3.6. Dealing first with the matter of what the reference to testing "cyclically" in D1 means, it is noted that in point it is stated that the sum of all test cycles must be smaller than the safety-critical process lag of the application. Although this does not exclude parallel and/or asynchronous test cycles with a separate timer controlling each test, the RAM and register testing is dependent on subroutines contained within the ROM (see point, last sentence of both paragraphs, and point, last sentence). This implies that the ROM cannot be tested at the same time as these devices and that, as each subroutine must be read out in sequence, testing is also sequential. The skilled person could therefore be expected to infer from D1 that testing must be carried out synchronously and under the control of a single timer.

3.7. It is observed that although at the oral proceedings the appellant argued that in the patent each interrupt led to a respective test, so that the tests were carried out in a fixed sequence, claim 1 of the main request does not require that the tests be performed in any particular order. It will be clear from the above discussion that in D1 the tests are activated periodically within the meaning of the claim.

3.8. Turning now to the remaining feature of claim 1, it is observed that processors generally possess a non-maskable interrupt, i.e. an interrupt of highest priority.

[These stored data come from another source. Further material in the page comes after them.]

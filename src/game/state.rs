//! Session State Definitions
//!
//! All state types for one catcher session.
//! Uses BTreeMap for deterministic iteration order.

use std::collections::BTreeMap;
use serde::{Serialize, Deserialize};

use crate::core::fixed::{
    Fixed,
    PLAYFIELD_WIDTH, PLAYER_START_Y,
    PLAYER_HALF_WIDTH, PLAYER_HALF_HEIGHT, ENTITY_HALF_EXTENT,
    INGREDIENT_SPAWN_INTERVAL_MS, INGREDIENT_FALL_BASE, INGREDIENT_FALL_PER_LEVEL,
    LEVEL_START,
};
use crate::core::vec2::FixedVec2;
use crate::core::rng::DeterministicRng;
use crate::core::hash::{StateHash, compute_state_hash};
use crate::game::events::GameEvent;

// =============================================================================
// ENTITY KINDS
// =============================================================================

/// Power-up variety carried by a power-up drop.
#[derive(Clone, Copy, Debug, PartialEq, Eq, Hash, Serialize, Deserialize)]
#[repr(u8)]
pub enum PowerupKind {
    /// Absorbs hazard hits (3 charges)
    Shield = 0,
    /// Pulls nearby ingredients toward the player (timed)
    Magnet = 1,
}

/// What a falling entity is, known at spawn time.
///
/// A tagged variant instead of dynamic collision-callback typing: the
/// resolver reports the kind with every overlap and reactions match on it.
#[derive(Clone, Copy, Debug, PartialEq, Eq, Hash, Serialize, Deserialize)]
pub enum EntityKind {
    /// Collectible; catching one scores points
    Ingredient,
    /// Catching one costs a shield charge or ends the session
    Hazard,
    /// Grants the carried power-up
    Powerup(PowerupKind),
}

impl EntityKind {
    /// Check if this is a collectible ingredient.
    #[inline]
    pub fn is_ingredient(self) -> bool {
        matches!(self, EntityKind::Ingredient)
    }

    /// Stable numeric code for hashing.
    #[inline]
    pub fn code(self) -> u8 {
        match self {
            EntityKind::Ingredient => 0,
            EntityKind::Hazard => 1,
            EntityKind::Powerup(PowerupKind::Shield) => 2,
            EntityKind::Powerup(PowerupKind::Magnet) => 3,
        }
    }
}

// =============================================================================
// FALLING ENTITY
// =============================================================================

/// One falling entity on the playfield.
///
/// Owned exclusively by the session's entity collection until despawned
/// (consumed or offscreen); removed then, never reused.
#[derive(Clone, Debug, Serialize, Deserialize)]
pub struct FallingEntity {
    /// Unique entity ID (monotonic counter)
    pub id: u32,

    /// Kind, fixed at spawn time
    pub kind: EntityKind,

    /// Box center position
    pub position: FixedVec2,

    /// Box half-extents
    pub half_extents: FixedVec2,

    /// Current velocity; the host integrates it into position, the core
    /// only writes it (at spawn, and per-tick magnet overrides)
    pub velocity: FixedVec2,

    /// Cleared at first touch; an inactive entity can never produce a
    /// second overlap event
    pub active: bool,
}

impl FallingEntity {
    /// Create a new live entity with the standard drop box.
    pub fn new(id: u32, kind: EntityKind, position: FixedVec2, velocity: FixedVec2) -> Self {
        Self {
            id,
            kind,
            position,
            half_extents: FixedVec2::new(ENTITY_HALF_EXTENT, ENTITY_HALF_EXTENT),
            velocity,
            active: true,
        }
    }
}

// =============================================================================
// PLAYER STATE
// =============================================================================

/// Which way the chef is facing/moving.
#[derive(Clone, Copy, Debug, Default, PartialEq, Eq, Serialize, Deserialize)]
#[repr(u8)]
pub enum Facing {
    /// Moving left
    Left = 0,
    /// Moving right (initial direction)
    #[default]
    Right = 1,
}

impl Facing {
    /// The opposite direction.
    #[inline]
    pub fn reversed(self) -> Self {
        match self {
            Facing::Left => Facing::Right,
            Facing::Right => Facing::Left,
        }
    }
}

/// The player-controlled chef.
///
/// Position is written by the host (movement and physics are external);
/// the core reads it for overlap tests and magnet steering and owns only
/// the facing flag.
#[derive(Clone, Debug, Serialize, Deserialize)]
pub struct PlayerState {
    /// Box center position
    pub position: FixedVec2,

    /// Box half-extents
    pub half_extents: FixedVec2,

    /// Current facing; flipped by the primary action while Playing
    pub facing: Facing,
}

impl PlayerState {
    /// Create a player at the start position (bottom center).
    pub fn new() -> Self {
        Self {
            position: FixedVec2::new(PLAYFIELD_WIDTH / 2, PLAYER_START_Y),
            half_extents: FixedVec2::new(PLAYER_HALF_WIDTH, PLAYER_HALF_HEIGHT),
            facing: Facing::Right,
        }
    }
}

impl Default for PlayerState {
    fn default() -> Self {
        Self::new()
    }
}

// =============================================================================
// SCORE STATE
// =============================================================================

/// Score, combo streak, and high-score bookkeeping.
#[derive(Clone, Debug, Serialize, Deserialize)]
pub struct ScoreState {
    /// Points this run; monotonically non-decreasing within a session
    pub score: u32,

    /// Consecutive catches inside the combo window
    pub combo: u32,

    /// Session clock at the last catch (combo window anchor)
    pub last_combo_at_ms: u64,

    /// Best score ever seen; loaded once at session start, survives restarts
    pub high_score: u32,
}

impl ScoreState {
    /// Create score state with a previously persisted high score.
    pub fn new(high_score: u32) -> Self {
        Self {
            score: 0,
            combo: 0,
            last_combo_at_ms: 0,
            high_score,
        }
    }

    /// Reset for a fresh run; the high score is kept.
    pub fn reset(&mut self) {
        self.score = 0;
        self.combo = 0;
        self.last_combo_at_ms = 0;
    }
}

// =============================================================================
// POWER-UP STATE
// =============================================================================

/// Shield charges and magnet activation.
#[derive(Clone, Debug, Default, Serialize, Deserialize)]
pub struct PowerupState {
    /// Hazard hits absorbed before one is fatal
    pub shield_charges: u32,

    /// Magnet attraction currently active?
    pub magnet_active: bool,

    /// Session clock deadline for the magnet effect
    pub magnet_expires_at_ms: u64,
}

impl PowerupState {
    /// Reset for a fresh run.
    pub fn reset(&mut self) {
        *self = Self::default();
    }
}

// =============================================================================
// DIFFICULTY STATE
// =============================================================================

/// Difficulty progression, monotonically non-decreasing while Playing.
///
/// `spawn_interval_ms` and `fall_speed_base` are the controller's published
/// outputs, kept current by `difficulty::advance`.
#[derive(Clone, Debug, Serialize, Deserialize)]
pub struct DifficultyState {
    /// Total play time accumulated this run
    pub elapsed_play_ms: u64,

    /// Current difficulty level (Q16.16, starts at 1.0, unbounded)
    pub level: Fixed,

    /// Milliseconds accumulated toward the next level step
    pub level_acc_ms: u32,

    /// Current ingredient-stream spawn interval
    pub spawn_interval_ms: u32,

    /// Ingredient fall speed at the current level
    pub fall_speed_base: Fixed,
}

impl DifficultyState {
    /// Create difficulty state at level 1.
    pub fn new() -> Self {
        Self {
            elapsed_play_ms: 0,
            level: LEVEL_START,
            level_acc_ms: 0,
            spawn_interval_ms: INGREDIENT_SPAWN_INTERVAL_MS,
            // Ingredient curve evaluated at level 1.0
            fall_speed_base: INGREDIENT_FALL_BASE.wrapping_add(INGREDIENT_FALL_PER_LEVEL),
        }
    }
}

impl Default for DifficultyState {
    fn default() -> Self {
        Self::new()
    }
}

// =============================================================================
// SPAWN TIMERS
// =============================================================================

/// Independent spawn-stream accumulators.
///
/// Scheduled spawns are time-accumulator checks evaluated inside the tick,
/// never free-running timers; gating on the session phase is how they are
/// "cancelled".
#[derive(Clone, Debug, Default, Serialize, Deserialize)]
pub struct SpawnTimers {
    /// Milliseconds accumulated toward the next ingredient-stream spawn
    pub ingredient_acc_ms: u32,

    /// Milliseconds accumulated toward the next hazard-stream spawn
    pub hazard_acc_ms: u32,
}

// =============================================================================
// SESSION PHASE
// =============================================================================

/// Lifecycle phase of the session; the sole authority for whether the
/// spawner and difficulty curve are live.
#[derive(Clone, Copy, Debug, Default, PartialEq, Eq, Serialize, Deserialize)]
#[repr(u8)]
pub enum SessionPhase {
    /// Waiting for the first start trigger
    #[default]
    Idle = 0,
    /// Active gameplay
    Playing = 1,
    /// Run ended on a fatal hazard; waiting for a restart trigger
    GameOver = 2,
}

// =============================================================================
// SESSION STATE
// =============================================================================

/// Complete state of one catcher session.
///
/// The single aggregate every component operates on; there is no hidden
/// global state. Uses BTreeMap for deterministic iteration.
#[derive(Clone, Debug, Serialize, Deserialize)]
pub struct SessionState {
    /// Current lifecycle phase
    pub phase: SessionPhase,

    /// Session clock in ms; only advances while Playing
    pub clock_ms: u64,

    /// RNG seed (for verification)
    pub rng_seed: u64,

    /// Deterministic RNG state
    #[serde(skip)]
    pub rng: DeterministicRng,

    /// The player-controlled chef
    pub player: PlayerState,

    /// Score and combo state
    pub score: ScoreState,

    /// Power-up state
    pub powerups: PowerupState,

    /// Difficulty progression
    pub difficulty: DifficultyState,

    /// Spawn-stream accumulators
    pub spawn_timers: SpawnTimers,

    /// All live falling entities (BTreeMap for deterministic iteration)
    pub entities: BTreeMap<u32, FallingEntity>,

    /// Next entity ID (monotonic counter)
    pub next_entity_id: u32,

    /// Events generated this tick (drained each tick)
    #[serde(skip)]
    pub pending_events: Vec<GameEvent>,
}

impl SessionState {
    /// Create a new idle session.
    ///
    /// `high_score` is the previously persisted value; see
    /// `tick::new_session` for the storage-aware constructor.
    pub fn new(rng_seed: u64, high_score: u32) -> Self {
        Self {
            phase: SessionPhase::Idle,
            clock_ms: 0,
            rng_seed,
            rng: DeterministicRng::new(rng_seed),
            player: PlayerState::new(),
            score: ScoreState::new(high_score),
            powerups: PowerupState::default(),
            difficulty: DifficultyState::new(),
            spawn_timers: SpawnTimers::default(),
            entities: BTreeMap::new(),
            next_entity_id: 0,
            pending_events: Vec::new(),
        }
    }

    /// Add a new falling entity and return its ID.
    pub fn spawn_entity(
        &mut self,
        kind: EntityKind,
        position: FixedVec2,
        velocity: FixedVec2,
    ) -> u32 {
        let id = self.next_entity_id;
        self.next_entity_id += 1;
        let entity = FallingEntity::new(id, kind, position, velocity);
        self.entities.insert(id, entity);
        id
    }

    /// Write the player position (host-integrated), clamped to the playfield.
    pub fn set_player_position(&mut self, position: FixedVec2) {
        self.player.position = position.clamp_to_playfield();
    }

    /// Count of entities still eligible for collision.
    pub fn active_entity_count(&self) -> usize {
        self.entities.values().filter(|e| e.active).count()
    }

    /// Compute hash of current state for verification.
    pub fn compute_hash(&self) -> StateHash {
        compute_state_hash(self.clock_ms, self.rng_seed, |hasher| {
            hasher.update_u8(self.phase as u8);

            // Player
            hasher.update_vec2(self.player.position);
            hasher.update_u8(self.player.facing as u8);

            // Score
            hasher.update_u32(self.score.score);
            hasher.update_u32(self.score.combo);
            hasher.update_u64(self.score.last_combo_at_ms);
            hasher.update_u32(self.score.high_score);

            // Power-ups
            hasher.update_u32(self.powerups.shield_charges);
            hasher.update_bool(self.powerups.magnet_active);
            hasher.update_u64(self.powerups.magnet_expires_at_ms);

            // Difficulty
            hasher.update_u64(self.difficulty.elapsed_play_ms);
            hasher.update_fixed(self.difficulty.level);

            // Entities in sorted ID order (BTreeMap guarantees this)
            for (id, entity) in &self.entities {
                hasher.update_u32(*id);
                hasher.update_u8(entity.kind.code());
                hasher.update_vec2(entity.position);
                hasher.update_vec2(entity.velocity);
                hasher.update_bool(entity.active);
            }
            hasher.update_u32(self.next_entity_id);
        })
    }

    /// Take pending events (consumes them).
    pub fn take_events(&mut self) -> Vec<GameEvent> {
        std::mem::take(&mut self.pending_events)
    }

    /// Push a game event.
    pub fn push_event(&mut self, event: GameEvent) {
        self.pending_events.push(event);
    }
}

// =============================================================================
// TESTS
// =============================================================================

3.9. Since the subject-matter of claim 1 lacks an inventive step it follows that the same objection applies to claim 23, which is a method claim having the same features as claim 1.

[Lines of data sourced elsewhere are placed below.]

// src/app/prefs.rs
use std::fs;
use std::path::PathBuf;
use std::time::{Duration, Instant};

use tracing::warn;

use crate::catalog::ViewMode;

pub const POSTER_W_MIN: f32 = 120.0;
pub const POSTER_W_MAX: f32 = 220.0;

#[derive(Clone, Debug, PartialEq)]
pub struct UiPrefs {
    pub view_mode: ViewMode,
    pub poster_w: f32,
}

impl Default for UiPrefs {
    fn default() -> Self {
        Self {
            view_mode: ViewMode::Latest,
            poster_w: 160.0,
        }
    }
}

/// `key=value` lines; unknown keys and bad values are ignored.
pub fn parse_prefs(txt: &str) -> UiPrefs {
    let mut prefs = UiPrefs::default();
    for line in txt.lines() {
        let line = line.trim();
        if line.is_empty() || line.starts_with('#') {
            continue;
        }
        let Some((k, v)) = line.split_once('=') else {
            continue;
        };
        match k.trim() {
            "view_mode" => {
                if let Some(mode) = ViewMode::from_str(v.trim()) {
                    prefs.view_mode = mode;
                }
            }
            "poster_w" => {
                if let Ok(n) = v.trim().parse::<f32>() {
                    prefs.poster_w = n.clamp(POSTER_W_MIN, POSTER_W_MAX);
                }
            }
            _ => {}
        }
    }
    prefs
}

pub fn render_prefs(prefs: &UiPrefs) -> String {
    format!(
        "# reelfind ui prefs\n\
         view_mode={}\n\
         poster_w={:.1}\n",
        prefs.view_mode.as_str(),
        prefs.poster_w,
    )
}

impl crate::app::MovieApp {
    pub(crate) fn mark_dirty(&mut self) {
        self.prefs_dirty = true;
    }

    pub(crate) fn maybe_save_prefs(&mut self) {
        // debounce a bit to avoid writing every frame
        if self.prefs_dirty && self.prefs_last_write.elapsed() >= Duration::from_millis(300) {
            self.save_prefs();
            self.prefs_dirty = false;
            self.prefs_last_write = Instant::now();
        }
    }

    pub(crate) fn save_prefs(&self) {
        let prefs = UiPrefs {
            view_mode: self.state.mode,
            poster_w: self.poster_width_ui,
        };
        if let Err(e) = fs::write(self.prefs_path(), render_prefs(&prefs)) {
            warn!("failed to save ui prefs: {e}");
        }
    }

    pub(crate) fn prefs_path(&self) -> PathBuf {
        self.cache.root().join("ui_prefs.txt")
    }
}

pub fn load_prefs(path: &std::path::Path) -> UiPrefs {
    fs::read_to_string(path)
        .map(|txt| parse_prefs(&txt))
        .unwrap_or_default()
}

4. Inventive Step (Auxiliary request)

4.1. Claim 1 of this request includes the feature of "fail safe trap means" which serve, on detection of a failure, to initiate resynchronization of the processor; these means are described at page 5 lines 18 to 31 in connection with Figure 2C. This procedure is stated to have the advantage that if a fault is only transient then successful resynchronization causes the system to reboot and continue where it left off. Only in the event of a persistent fault, resulting in a failure count of three within 10 interrupts, is the fail-safe condition activated.

4.2. The feature of resynchronization on failure detection is not derivable from the cited document D1. The Board accordingly concludes that the subject-matter of claim 1 of the main request involves an inventive step having regard to the disclosure of D1.

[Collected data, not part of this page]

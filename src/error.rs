//! Error types for the catalog and trending layers.

use thiserror::Error;

/// Failures talking to the movie catalog.
///
/// Transport-level variants keep the previous result list on screen; only a
/// catalog-reported rejection clears it (see `finder::FetchOutcome`).
#[derive(Debug, Error)]
pub enum CatalogError {
    #[error("no catalog API token configured")]
    MissingToken,

    #[error("request failed: {0}")]
    Transport(String),

    #[error("Failed to fetch movies: {0}")]
    Status(String),

    #[error("unreadable catalog response: {0}")]
    Decode(#[from] serde_json::Error),
}

impl From<reqwest::Error> for CatalogError {
    fn from(err: reqwest::Error) -> Self {
        Self::Transport(err.to_string())
    }
}

/// Failures in the trending store. Never shown to the user.
#[derive(Debug, Error)]
pub enum TrendingError {
    #[error("sqlite: {0}")]
    Sqlite(#[from] rusqlite::Error),

    #[error("io: {0}")]
    Io(#[from] std::io::Error),

    #[error("http: {0}")]
    Http(String),

    #[error("bad store payload: {0}")]
    Payload(#[from] serde_json::Error),

    #[error("trending store not configured: {0}")]
    Config(String),
}

impl From<reqwest::Error> for TrendingError {
    fn from(err: reqwest::Error) -> Self {
        Self::Http(err.to_string())
    }
}
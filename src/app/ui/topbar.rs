// src/app/ui/topbar.rs
use eframe::egui as eg;

use crate::app::prefs::{POSTER_W_MAX, POSTER_W_MIN};
use crate::catalog::ViewMode;

impl crate::app::MovieApp {
    // ---------- TOP BAR ----------
    pub(crate) fn ui_render_topbar(&mut self, ui: &mut eg::Ui) {
        ui.horizontal(|ui| {
            // Search
            let resp = ui.add(
                eg::TextEdit::singleline(&mut self.state.search_term)
                    .hint_text("Search through thousands of movies")
                    .desired_width(320.0),
            );
            if resp.changed() {
                self.on_search_edited();
            }

            // Modes only make sense while browsing
            if self.state.modes_visible() {
                ui.separator();
                let mut picked = None;
                for mode in [ViewMode::Latest, ViewMode::Upcoming] {
                    if ui
                        .selectable_label(self.state.mode == mode, mode.label())
                        .clicked()
                    {
                        picked = Some(mode);
                    }
                }
                if let Some(mode) = picked {
                    self.set_mode(mode);
                }
            }

            ui.separator();

            // Poster size
            ui.label("Poster:");
            if ui
                .add(
                    eg::Slider::new(&mut self.poster_width_ui, POSTER_W_MIN..=POSTER_W_MAX)
                        .suffix(" px"),
                )
                .changed()
            {
                self.mark_dirty();
            }
        });
    }
}
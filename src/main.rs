// src/main.rs
use std::env;
use tracing::{error, info};
use tracing_subscriber::EnvFilter;

fn pick_renderer() -> eframe::Renderer {
    match env::var("REELFIND_RENDERER").as_deref() {
        Ok("glow") => eframe::Renderer::Glow,
        Ok("wgpu") => eframe::Renderer::Wgpu,
        _ => {
            // Default: Windows = WGPU (DX12), Others = Glow (GL)
            #[cfg(target_os = "windows")]
            { eframe::Renderer::Wgpu }
            #[cfg(not(target_os = "windows"))]
            { eframe::Renderer::Glow }
        }
    }
}

fn main() -> eframe::Result<()> {
    let _ = tracing_subscriber::fmt()
        .with_env_filter(EnvFilter::from_default_env())
        .try_init();

    let cfg = reelfind::config::load_config();
    info!(
        "catalog={} trending={:?} token={}",
        cfg.api_base_url,
        cfg.trending_backend,
        if cfg.api_token.is_some() { "set" } else { "missing" }
    );

    let options = eframe::NativeOptions {
        renderer: pick_renderer(),
        viewport: eframe::egui::ViewportBuilder::default().with_inner_size([1100.0, 760.0]),
        ..Default::default()
    };

    match eframe::run_native(
        "reelfind",
        options,
        Box::new(|_cc| Ok(Box::new(reelfind::app::MovieApp::new(cfg)))),
    ) {
        Ok(_) => Ok(()),
        Err(e) => {
            error!("eframe failed to start: {e:?}");
            error!("Hint: try REELFIND_RENDERER=wgpu or REELFIND_RENDERER=glow.");
            Err(e)
        }
    }
}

4.3. Turning now to D2, this document discloses interrupt-driven self-checking of the internal state of the processor, the interrupts being generated by a counter (60 in Figure 1). The processor enters an "interrupt disabled state" in which the further execution of opcode is inhibited if an error is encountered, see column 13 lines 9 to 33. From the discussion of Figure 7 at column 12 line 28 to column 14 line 10 of D2 it appears that the diagnostic functions which provide for RAM and ROM testing are however provided separately as part of the normal operating cycle of the processor. There is no mention of what happens to the existing contents of the RAM during testing. The effect of an interrupt is described in the passage bridging columns 12 and 13, and in connection with Figure 9 at column 14 line 11 to column 15 line 38; the processor halts its normal operating cycle, including a halt to dignostic checking, and enters a subroutine in which the processor registers are themselves checked. D2 accordingly provides for two separate and unrelated forms of self-checking, only one of which is interrupt-driven. If a failure is established the device enters a failure loop; there is no discussion of recovery from a transient failure.

4.4. The Board accordingly concludes that the skilled person, starting out from the teaching of D2, would not arrive at the subject-matter of claim 1 of the auxiliary request. Nor does it appear that there is any obvious combination of D1 and D2 which might be expected of the skilled person and which would lead to the claimed invention.


For these reasons it is decided that:

1. The decision under appeal is set aside.

2. The case is remitted to the first instance with the order to maintain the patent on the basis of the claims of the auxiliary request.